- **Given information**

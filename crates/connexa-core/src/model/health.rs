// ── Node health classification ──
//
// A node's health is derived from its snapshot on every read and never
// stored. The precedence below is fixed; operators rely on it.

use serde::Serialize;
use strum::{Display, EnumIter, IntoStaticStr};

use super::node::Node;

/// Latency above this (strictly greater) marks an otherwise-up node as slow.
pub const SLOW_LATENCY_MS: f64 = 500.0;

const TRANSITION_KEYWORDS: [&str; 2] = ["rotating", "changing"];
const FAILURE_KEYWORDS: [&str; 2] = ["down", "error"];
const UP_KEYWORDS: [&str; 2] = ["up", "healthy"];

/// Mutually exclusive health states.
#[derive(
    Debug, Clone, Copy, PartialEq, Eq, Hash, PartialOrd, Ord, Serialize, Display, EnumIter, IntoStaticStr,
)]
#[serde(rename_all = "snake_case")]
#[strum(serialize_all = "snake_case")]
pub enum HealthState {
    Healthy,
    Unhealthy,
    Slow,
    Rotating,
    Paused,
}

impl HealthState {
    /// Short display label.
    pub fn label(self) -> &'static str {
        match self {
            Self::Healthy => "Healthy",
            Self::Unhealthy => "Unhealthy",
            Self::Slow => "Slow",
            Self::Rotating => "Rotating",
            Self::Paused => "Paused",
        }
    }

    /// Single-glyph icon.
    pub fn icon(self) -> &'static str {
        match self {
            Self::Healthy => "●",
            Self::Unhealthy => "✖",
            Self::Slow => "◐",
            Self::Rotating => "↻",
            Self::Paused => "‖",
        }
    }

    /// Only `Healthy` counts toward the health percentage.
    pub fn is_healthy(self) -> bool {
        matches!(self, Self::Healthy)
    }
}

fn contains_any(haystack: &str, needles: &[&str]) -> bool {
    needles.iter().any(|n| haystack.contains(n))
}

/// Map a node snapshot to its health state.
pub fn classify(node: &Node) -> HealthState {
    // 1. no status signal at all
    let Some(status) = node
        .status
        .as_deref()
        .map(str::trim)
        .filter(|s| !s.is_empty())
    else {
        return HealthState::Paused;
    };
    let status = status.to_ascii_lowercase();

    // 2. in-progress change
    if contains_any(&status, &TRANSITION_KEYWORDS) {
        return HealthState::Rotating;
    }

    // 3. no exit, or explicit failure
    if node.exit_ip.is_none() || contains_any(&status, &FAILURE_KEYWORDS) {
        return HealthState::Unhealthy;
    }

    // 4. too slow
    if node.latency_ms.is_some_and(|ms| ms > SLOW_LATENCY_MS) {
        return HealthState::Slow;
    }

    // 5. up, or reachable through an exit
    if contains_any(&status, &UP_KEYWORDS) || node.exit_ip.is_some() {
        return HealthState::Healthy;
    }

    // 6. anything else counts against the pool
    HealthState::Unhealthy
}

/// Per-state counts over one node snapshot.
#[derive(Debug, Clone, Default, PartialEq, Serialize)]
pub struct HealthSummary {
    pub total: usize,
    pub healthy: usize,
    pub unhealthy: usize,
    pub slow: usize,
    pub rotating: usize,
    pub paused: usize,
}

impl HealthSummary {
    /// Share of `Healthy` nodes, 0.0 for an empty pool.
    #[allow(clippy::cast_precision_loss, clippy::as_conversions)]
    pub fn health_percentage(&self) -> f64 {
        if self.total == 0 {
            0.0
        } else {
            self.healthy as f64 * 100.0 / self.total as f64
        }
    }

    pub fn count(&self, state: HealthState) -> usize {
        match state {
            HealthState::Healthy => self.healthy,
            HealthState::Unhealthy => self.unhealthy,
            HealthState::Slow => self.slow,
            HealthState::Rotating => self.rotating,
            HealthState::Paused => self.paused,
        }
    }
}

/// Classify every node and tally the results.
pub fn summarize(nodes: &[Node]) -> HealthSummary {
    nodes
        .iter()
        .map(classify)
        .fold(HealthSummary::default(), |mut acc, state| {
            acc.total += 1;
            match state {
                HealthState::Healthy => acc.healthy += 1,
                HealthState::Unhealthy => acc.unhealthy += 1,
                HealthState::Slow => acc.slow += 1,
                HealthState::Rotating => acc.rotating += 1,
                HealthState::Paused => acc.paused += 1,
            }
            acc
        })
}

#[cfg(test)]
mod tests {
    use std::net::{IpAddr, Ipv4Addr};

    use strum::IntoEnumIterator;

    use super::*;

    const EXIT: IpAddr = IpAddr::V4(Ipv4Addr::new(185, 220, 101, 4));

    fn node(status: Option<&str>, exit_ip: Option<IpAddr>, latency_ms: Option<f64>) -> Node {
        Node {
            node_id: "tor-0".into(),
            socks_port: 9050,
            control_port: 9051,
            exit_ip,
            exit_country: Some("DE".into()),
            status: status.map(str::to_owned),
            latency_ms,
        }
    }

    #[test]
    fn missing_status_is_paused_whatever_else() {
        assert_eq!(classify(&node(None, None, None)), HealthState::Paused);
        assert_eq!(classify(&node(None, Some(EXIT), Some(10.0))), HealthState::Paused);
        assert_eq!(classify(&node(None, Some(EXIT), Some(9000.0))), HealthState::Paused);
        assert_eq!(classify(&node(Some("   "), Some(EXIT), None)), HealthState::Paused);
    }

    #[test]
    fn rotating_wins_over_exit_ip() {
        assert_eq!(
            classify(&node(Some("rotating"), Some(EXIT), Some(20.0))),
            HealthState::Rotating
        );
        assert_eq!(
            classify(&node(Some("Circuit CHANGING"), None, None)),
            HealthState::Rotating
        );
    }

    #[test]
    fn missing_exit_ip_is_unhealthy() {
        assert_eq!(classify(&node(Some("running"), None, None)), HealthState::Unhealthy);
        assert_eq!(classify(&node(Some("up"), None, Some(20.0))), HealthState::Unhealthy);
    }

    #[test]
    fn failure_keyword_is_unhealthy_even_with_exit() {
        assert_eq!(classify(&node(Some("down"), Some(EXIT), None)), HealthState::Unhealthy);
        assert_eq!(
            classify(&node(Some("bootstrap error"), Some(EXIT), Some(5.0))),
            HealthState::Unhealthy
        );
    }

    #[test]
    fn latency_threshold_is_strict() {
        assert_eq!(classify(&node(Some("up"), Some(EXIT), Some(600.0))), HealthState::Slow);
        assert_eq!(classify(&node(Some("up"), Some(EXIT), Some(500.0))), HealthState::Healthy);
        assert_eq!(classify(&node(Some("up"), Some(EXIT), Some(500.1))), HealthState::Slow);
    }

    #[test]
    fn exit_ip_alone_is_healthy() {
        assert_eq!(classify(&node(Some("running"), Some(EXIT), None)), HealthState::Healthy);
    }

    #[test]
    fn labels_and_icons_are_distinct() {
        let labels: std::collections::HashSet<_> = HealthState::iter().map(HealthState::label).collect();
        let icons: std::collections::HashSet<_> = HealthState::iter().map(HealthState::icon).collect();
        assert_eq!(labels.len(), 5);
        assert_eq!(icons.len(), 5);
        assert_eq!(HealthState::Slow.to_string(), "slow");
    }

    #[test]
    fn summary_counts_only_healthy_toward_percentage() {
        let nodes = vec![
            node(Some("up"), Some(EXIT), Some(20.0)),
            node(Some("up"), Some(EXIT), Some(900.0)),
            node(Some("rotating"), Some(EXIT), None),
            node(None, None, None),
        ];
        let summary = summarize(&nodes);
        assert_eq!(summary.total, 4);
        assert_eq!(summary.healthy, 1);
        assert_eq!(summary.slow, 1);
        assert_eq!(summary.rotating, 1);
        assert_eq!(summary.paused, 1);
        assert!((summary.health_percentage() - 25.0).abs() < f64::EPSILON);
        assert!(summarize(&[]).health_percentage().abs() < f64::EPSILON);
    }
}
--
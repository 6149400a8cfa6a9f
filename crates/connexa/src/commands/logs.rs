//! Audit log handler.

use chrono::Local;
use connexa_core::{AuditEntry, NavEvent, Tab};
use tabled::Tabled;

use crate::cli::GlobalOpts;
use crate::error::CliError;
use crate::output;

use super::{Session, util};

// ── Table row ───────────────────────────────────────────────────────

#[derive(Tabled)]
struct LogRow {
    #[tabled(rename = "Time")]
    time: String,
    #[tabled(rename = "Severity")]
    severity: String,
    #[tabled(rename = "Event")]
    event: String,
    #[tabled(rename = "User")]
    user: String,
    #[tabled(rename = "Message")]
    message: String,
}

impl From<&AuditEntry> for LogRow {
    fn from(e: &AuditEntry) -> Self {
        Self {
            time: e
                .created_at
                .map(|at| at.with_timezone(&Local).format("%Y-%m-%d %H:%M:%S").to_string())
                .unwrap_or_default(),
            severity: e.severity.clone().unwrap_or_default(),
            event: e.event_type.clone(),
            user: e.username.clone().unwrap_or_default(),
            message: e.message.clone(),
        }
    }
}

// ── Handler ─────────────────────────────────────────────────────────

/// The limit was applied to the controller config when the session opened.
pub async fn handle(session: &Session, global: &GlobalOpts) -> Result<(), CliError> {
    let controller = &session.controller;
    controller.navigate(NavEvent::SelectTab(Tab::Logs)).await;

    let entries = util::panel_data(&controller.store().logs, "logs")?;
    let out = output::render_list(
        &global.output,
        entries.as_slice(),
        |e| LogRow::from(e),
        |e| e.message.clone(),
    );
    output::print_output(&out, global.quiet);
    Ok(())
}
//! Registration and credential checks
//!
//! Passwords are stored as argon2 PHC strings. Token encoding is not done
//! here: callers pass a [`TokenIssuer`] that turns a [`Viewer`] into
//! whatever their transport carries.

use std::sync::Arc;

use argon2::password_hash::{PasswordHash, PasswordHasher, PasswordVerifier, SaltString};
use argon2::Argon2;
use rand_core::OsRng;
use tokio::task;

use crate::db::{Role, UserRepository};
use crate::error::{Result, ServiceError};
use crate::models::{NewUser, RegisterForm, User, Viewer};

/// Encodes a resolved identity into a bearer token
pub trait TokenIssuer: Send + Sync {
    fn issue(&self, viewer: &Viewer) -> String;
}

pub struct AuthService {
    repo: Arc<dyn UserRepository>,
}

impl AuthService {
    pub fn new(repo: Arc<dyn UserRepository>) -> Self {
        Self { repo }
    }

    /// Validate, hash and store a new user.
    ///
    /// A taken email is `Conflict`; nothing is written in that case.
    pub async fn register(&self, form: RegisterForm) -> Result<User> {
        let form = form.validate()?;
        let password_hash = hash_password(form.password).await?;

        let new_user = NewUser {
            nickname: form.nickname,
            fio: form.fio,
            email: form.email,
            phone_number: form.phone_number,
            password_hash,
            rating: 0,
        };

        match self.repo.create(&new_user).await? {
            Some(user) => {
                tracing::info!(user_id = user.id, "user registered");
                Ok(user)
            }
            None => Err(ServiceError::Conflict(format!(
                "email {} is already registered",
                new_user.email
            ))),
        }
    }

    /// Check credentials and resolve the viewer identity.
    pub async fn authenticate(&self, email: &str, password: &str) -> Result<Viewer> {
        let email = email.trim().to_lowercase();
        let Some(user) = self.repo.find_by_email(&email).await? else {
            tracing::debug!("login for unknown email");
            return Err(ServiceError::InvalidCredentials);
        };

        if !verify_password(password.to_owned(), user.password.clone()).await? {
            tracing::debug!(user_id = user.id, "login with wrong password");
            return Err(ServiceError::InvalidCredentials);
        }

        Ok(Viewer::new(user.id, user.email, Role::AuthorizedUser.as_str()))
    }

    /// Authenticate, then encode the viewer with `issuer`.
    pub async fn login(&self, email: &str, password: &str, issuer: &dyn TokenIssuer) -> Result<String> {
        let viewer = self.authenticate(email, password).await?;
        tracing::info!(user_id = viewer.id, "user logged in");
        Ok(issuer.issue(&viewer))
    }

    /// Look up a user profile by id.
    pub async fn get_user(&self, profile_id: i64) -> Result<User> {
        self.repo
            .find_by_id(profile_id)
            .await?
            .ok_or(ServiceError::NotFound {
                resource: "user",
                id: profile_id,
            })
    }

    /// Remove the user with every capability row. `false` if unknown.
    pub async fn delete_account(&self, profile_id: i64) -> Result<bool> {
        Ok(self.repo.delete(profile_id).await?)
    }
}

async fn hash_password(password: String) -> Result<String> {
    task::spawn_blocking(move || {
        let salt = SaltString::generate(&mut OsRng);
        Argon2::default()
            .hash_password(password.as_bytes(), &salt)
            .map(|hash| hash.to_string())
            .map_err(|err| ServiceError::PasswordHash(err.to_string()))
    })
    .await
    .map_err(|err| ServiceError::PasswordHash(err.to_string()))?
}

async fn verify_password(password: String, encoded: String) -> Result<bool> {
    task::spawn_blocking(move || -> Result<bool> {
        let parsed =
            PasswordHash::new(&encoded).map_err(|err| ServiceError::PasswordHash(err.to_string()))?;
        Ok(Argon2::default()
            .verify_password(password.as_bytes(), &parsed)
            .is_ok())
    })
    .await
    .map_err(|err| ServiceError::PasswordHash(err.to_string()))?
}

- **What is being asked**
Reproduce, character for character, only the lines of the preceding data that start at the line with "let status = status.to_ascii_lowercase();" and end at the line with "4. too slow", both included.

- **Result of this exercise**
    let status = status.to_ascii_lowercase();

    // 2. in-progress change
    if contains_any(&status, &TRANSITION_KEYWORDS) {
        return HealthState::Rotating;
    }

    // 3. no exit, or explicit failure
    if node.exit_ip.is_none() || contains_any(&status, &FAILURE_KEYWORDS) {
        return HealthState::Unhealthy;
    }

    // 4. too slow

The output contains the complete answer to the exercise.